What you need to do - Of the entries below, return exactly those lines that fall between the one containing "bridge exposing the" and the one containing "Port to listen on", the two end lines included.

Information provided section start

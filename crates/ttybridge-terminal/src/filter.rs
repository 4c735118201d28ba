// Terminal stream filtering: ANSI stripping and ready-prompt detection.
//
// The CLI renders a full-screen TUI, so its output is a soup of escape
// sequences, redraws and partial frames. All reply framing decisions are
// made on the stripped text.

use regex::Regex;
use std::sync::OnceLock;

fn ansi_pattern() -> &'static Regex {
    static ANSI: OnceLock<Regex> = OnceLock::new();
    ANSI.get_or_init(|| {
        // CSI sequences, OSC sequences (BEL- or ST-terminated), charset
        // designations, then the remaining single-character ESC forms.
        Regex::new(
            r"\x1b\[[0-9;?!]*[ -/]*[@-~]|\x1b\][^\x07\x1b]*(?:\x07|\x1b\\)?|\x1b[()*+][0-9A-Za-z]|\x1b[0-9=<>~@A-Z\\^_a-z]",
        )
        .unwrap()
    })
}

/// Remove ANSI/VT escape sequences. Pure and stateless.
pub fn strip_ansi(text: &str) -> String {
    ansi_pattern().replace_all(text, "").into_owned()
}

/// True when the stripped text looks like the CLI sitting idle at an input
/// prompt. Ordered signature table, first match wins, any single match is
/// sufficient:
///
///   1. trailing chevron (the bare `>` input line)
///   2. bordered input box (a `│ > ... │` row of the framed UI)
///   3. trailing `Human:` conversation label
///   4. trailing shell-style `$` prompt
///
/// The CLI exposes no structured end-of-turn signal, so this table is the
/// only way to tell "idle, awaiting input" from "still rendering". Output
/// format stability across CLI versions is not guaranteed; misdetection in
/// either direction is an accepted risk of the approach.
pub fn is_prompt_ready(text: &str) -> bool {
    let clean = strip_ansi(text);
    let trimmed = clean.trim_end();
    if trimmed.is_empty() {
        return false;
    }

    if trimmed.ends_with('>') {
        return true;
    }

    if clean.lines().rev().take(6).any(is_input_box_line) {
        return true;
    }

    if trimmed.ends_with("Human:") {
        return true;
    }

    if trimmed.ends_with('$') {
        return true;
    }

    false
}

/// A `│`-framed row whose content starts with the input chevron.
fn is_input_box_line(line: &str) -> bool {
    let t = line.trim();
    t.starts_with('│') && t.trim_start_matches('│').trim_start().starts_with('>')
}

Information provided section end
Information provided section start

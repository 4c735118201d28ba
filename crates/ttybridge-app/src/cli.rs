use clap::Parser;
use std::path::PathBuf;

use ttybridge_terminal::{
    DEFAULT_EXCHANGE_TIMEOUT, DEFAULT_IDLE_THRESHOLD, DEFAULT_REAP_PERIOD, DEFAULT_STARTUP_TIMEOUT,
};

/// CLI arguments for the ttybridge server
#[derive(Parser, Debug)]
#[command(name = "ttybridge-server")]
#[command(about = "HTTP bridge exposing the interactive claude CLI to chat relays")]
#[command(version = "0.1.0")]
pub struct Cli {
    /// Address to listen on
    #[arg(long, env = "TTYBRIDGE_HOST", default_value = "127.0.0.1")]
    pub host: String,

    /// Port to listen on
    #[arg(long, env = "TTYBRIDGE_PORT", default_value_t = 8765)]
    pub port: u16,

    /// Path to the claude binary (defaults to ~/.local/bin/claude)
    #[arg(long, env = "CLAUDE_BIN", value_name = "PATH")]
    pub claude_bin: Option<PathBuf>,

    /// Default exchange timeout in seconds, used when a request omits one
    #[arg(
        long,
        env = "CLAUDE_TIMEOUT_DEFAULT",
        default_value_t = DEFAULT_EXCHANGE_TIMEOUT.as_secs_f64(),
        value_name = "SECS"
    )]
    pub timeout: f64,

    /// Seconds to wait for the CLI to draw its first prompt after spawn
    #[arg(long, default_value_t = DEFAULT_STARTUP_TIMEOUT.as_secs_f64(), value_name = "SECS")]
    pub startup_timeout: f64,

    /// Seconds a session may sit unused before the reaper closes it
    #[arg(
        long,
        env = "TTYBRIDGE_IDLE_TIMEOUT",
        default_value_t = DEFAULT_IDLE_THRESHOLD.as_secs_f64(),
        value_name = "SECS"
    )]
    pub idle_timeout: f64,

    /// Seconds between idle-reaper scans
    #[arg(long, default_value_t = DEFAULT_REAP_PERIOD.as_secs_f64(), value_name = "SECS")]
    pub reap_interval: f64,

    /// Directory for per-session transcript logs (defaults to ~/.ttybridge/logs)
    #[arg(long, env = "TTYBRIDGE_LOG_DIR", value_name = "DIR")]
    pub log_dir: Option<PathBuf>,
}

Information provided section end

Reply to the exercise -
#[command(about = "HTTP bridge exposing the interactive claude CLI to chat relays")]
#[command(version = "0.1.0")]
pub struct Cli {
    /// Address to listen on
    #[arg(long, env = "TTYBRIDGE_HOST", default_value = "127.0.0.1")]
    pub host: String,

    /// Port to listen on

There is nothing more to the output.